WHAT IS NEEDED
Write out exactly the lines from the first line of the records below through the line that contains "use crate::transport::DEFAULT_USER_AGENT;", and stop there.

[Stored data]
*****

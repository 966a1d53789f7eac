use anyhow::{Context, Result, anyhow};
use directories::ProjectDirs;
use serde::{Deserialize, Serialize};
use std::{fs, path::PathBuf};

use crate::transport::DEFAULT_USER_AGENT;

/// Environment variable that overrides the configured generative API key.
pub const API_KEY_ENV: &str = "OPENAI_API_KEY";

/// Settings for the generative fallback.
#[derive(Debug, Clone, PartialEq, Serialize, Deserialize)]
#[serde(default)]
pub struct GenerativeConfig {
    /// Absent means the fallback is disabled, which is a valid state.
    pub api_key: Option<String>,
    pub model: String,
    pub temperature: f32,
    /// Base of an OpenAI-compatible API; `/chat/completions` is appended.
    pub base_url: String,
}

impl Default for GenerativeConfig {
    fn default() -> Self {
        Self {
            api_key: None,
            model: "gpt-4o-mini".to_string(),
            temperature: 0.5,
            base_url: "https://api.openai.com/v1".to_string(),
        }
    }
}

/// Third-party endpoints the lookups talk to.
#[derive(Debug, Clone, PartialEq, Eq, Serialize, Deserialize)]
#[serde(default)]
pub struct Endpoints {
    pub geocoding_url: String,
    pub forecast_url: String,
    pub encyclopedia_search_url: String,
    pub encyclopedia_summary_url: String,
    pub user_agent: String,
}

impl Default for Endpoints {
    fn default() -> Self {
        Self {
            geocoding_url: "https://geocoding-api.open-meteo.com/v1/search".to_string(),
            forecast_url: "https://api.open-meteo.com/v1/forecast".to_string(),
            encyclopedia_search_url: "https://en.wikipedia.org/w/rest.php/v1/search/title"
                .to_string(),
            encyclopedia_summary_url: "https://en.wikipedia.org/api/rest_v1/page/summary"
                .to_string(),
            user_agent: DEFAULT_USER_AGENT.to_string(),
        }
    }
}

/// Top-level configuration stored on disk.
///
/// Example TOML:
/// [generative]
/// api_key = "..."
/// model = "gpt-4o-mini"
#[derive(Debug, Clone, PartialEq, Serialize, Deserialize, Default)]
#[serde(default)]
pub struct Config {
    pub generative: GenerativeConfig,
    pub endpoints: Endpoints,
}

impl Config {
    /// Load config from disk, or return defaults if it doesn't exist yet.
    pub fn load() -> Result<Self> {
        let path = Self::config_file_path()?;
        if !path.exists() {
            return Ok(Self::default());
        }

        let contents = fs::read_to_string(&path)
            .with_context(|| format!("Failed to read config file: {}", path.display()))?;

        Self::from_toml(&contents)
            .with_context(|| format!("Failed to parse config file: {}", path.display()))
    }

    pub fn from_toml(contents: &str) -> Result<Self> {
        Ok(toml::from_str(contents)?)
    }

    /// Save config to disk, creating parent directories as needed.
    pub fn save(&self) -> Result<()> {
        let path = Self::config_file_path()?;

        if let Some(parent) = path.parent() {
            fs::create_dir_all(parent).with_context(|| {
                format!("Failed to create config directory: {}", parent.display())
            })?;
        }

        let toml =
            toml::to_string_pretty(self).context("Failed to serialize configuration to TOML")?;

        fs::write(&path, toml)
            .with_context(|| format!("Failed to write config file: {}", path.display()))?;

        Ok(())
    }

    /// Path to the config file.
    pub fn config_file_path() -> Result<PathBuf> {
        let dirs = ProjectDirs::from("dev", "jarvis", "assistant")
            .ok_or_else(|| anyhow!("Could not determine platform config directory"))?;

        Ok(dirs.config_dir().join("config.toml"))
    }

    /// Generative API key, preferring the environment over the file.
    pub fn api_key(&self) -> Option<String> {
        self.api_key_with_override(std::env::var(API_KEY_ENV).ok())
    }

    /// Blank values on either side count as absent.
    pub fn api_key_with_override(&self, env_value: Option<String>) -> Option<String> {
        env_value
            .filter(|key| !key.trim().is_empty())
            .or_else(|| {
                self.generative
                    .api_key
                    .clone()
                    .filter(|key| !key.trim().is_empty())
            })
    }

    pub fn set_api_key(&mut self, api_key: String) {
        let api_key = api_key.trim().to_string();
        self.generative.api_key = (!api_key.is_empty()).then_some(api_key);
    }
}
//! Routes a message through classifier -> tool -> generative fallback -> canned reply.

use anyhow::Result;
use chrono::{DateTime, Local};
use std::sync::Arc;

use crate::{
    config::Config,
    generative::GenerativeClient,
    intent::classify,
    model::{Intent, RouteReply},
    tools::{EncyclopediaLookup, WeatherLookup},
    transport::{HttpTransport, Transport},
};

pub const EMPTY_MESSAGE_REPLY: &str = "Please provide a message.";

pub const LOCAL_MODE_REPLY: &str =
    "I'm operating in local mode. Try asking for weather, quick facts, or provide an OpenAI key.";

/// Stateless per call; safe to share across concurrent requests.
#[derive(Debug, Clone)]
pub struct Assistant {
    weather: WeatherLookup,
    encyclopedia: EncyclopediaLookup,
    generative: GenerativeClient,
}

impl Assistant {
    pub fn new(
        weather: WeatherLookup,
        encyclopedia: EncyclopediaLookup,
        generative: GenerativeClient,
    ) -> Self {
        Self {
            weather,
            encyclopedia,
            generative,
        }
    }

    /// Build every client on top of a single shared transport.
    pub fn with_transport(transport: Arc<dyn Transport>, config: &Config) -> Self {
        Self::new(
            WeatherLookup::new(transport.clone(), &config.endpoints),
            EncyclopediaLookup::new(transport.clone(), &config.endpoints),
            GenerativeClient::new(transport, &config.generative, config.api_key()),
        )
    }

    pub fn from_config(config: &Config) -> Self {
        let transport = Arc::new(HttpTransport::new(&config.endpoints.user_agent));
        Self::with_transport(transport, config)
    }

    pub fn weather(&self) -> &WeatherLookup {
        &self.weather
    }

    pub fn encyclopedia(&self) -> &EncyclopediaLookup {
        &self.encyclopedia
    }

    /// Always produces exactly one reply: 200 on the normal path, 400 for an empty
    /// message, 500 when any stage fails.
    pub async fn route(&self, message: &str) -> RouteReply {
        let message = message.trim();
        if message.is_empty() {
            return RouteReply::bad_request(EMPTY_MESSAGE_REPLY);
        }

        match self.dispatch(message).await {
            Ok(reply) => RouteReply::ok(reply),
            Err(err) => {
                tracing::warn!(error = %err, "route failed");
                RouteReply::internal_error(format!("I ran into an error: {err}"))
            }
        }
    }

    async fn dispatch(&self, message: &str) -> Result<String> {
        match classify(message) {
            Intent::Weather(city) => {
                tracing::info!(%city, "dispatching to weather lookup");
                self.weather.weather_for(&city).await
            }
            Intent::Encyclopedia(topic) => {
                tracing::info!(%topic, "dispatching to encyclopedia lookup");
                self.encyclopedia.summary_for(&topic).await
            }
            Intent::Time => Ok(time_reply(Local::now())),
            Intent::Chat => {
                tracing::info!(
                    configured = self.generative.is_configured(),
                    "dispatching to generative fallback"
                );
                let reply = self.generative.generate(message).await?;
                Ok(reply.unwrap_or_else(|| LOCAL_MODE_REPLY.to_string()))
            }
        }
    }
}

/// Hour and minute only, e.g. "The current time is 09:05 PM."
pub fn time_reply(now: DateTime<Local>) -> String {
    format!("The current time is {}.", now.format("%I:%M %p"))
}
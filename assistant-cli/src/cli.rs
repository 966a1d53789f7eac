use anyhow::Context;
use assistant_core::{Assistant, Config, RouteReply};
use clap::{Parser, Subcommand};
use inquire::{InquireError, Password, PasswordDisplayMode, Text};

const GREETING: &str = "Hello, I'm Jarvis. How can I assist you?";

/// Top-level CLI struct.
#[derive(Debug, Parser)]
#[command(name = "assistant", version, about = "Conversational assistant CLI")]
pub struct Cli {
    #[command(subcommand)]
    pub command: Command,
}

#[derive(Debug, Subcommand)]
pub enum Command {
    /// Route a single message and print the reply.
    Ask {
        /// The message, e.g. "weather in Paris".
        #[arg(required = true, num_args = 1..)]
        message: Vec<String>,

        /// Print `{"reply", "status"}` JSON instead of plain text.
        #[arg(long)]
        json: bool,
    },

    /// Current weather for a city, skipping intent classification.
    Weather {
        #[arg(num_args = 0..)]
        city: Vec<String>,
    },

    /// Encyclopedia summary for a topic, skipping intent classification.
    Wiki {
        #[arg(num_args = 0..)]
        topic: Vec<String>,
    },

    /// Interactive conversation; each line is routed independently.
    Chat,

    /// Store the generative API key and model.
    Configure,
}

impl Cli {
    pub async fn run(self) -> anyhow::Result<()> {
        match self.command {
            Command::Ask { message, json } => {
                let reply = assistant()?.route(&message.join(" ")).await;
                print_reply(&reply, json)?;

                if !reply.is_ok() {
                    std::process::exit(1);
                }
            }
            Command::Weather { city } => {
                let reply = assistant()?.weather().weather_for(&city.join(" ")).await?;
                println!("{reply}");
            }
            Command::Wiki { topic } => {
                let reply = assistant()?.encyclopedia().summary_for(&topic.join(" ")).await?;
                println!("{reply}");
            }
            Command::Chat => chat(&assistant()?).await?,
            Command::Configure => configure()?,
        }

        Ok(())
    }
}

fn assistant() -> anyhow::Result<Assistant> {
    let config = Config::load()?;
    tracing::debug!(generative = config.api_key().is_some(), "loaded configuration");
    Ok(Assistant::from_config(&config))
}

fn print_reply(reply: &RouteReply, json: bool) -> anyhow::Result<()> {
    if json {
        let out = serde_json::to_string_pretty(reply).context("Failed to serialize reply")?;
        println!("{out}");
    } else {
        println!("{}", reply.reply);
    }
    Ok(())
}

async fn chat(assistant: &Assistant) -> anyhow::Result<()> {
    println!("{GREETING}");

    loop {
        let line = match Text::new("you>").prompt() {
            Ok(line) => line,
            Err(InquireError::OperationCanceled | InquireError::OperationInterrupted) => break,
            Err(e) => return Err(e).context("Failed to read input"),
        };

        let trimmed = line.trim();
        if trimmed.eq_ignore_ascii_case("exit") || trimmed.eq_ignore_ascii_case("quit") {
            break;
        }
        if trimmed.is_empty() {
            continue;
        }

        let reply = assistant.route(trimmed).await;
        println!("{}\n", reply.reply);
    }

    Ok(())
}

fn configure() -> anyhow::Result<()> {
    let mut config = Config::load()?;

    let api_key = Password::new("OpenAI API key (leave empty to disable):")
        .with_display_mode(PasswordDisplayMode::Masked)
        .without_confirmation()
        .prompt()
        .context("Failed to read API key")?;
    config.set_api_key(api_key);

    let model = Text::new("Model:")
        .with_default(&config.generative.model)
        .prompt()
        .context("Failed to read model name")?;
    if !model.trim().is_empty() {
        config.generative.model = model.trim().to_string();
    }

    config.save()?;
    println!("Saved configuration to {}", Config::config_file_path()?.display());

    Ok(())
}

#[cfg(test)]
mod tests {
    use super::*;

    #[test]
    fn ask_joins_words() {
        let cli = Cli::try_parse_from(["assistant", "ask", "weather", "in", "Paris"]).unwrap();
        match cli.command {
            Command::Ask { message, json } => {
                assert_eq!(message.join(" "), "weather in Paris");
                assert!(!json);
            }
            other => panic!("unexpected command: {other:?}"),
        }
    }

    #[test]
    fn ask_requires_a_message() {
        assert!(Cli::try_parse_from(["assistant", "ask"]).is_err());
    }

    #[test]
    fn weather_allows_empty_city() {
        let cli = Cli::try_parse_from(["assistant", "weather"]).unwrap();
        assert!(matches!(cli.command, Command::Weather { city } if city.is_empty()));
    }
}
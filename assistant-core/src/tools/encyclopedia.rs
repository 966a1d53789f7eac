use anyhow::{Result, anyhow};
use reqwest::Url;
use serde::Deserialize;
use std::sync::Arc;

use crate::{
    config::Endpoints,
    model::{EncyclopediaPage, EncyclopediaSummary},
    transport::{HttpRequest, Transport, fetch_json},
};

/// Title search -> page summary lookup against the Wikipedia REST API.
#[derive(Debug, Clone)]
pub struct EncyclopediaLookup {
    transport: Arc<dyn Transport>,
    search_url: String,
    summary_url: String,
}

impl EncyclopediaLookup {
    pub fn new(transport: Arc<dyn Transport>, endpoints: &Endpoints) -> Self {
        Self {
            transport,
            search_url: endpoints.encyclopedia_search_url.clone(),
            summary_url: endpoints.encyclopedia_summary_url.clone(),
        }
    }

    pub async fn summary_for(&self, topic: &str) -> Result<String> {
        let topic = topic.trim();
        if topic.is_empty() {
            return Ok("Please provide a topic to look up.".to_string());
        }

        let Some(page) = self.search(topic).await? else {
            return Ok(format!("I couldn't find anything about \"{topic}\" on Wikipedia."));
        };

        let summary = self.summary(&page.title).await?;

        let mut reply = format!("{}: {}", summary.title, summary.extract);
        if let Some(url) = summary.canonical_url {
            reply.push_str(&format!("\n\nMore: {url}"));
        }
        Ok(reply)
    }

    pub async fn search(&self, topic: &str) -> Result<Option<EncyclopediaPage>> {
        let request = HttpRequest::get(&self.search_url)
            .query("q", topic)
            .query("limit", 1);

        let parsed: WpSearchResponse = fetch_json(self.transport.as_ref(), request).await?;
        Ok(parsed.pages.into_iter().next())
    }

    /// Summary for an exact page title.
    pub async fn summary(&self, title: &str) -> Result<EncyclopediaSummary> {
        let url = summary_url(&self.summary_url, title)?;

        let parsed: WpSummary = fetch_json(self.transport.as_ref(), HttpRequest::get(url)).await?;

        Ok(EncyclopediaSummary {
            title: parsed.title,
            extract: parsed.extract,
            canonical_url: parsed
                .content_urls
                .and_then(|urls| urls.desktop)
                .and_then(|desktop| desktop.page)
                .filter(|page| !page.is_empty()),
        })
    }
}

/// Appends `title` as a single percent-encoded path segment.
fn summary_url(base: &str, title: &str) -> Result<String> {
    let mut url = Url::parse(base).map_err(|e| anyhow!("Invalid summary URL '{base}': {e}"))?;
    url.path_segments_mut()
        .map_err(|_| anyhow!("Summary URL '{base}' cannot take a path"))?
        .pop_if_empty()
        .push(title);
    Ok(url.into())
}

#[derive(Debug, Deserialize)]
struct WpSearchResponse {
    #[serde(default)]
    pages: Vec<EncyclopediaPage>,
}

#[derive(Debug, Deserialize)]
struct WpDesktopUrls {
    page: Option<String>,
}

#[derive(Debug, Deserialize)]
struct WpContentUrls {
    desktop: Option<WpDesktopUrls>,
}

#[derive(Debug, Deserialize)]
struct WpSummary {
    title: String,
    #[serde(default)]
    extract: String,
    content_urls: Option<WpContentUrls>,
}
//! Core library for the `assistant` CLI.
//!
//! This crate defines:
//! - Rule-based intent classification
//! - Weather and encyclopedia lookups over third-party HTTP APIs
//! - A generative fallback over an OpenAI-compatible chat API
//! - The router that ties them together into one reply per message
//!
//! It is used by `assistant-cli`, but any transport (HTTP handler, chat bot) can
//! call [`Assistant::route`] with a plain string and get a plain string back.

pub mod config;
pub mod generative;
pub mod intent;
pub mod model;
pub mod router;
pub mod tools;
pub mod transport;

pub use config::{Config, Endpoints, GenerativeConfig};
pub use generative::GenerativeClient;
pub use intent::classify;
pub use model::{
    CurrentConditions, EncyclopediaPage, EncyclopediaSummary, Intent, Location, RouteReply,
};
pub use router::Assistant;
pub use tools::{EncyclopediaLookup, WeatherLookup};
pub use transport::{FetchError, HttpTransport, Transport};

*****

SOLUTION TO THIS EXERCISE
repository 966a1d53789f7eac
use anyhow::{Context, Result, anyhow};
use directories::ProjectDirs;
use serde::{Deserialize, Serialize};
use std::{fs, path::PathBuf};

use crate::transport::DEFAULT_USER_AGENT;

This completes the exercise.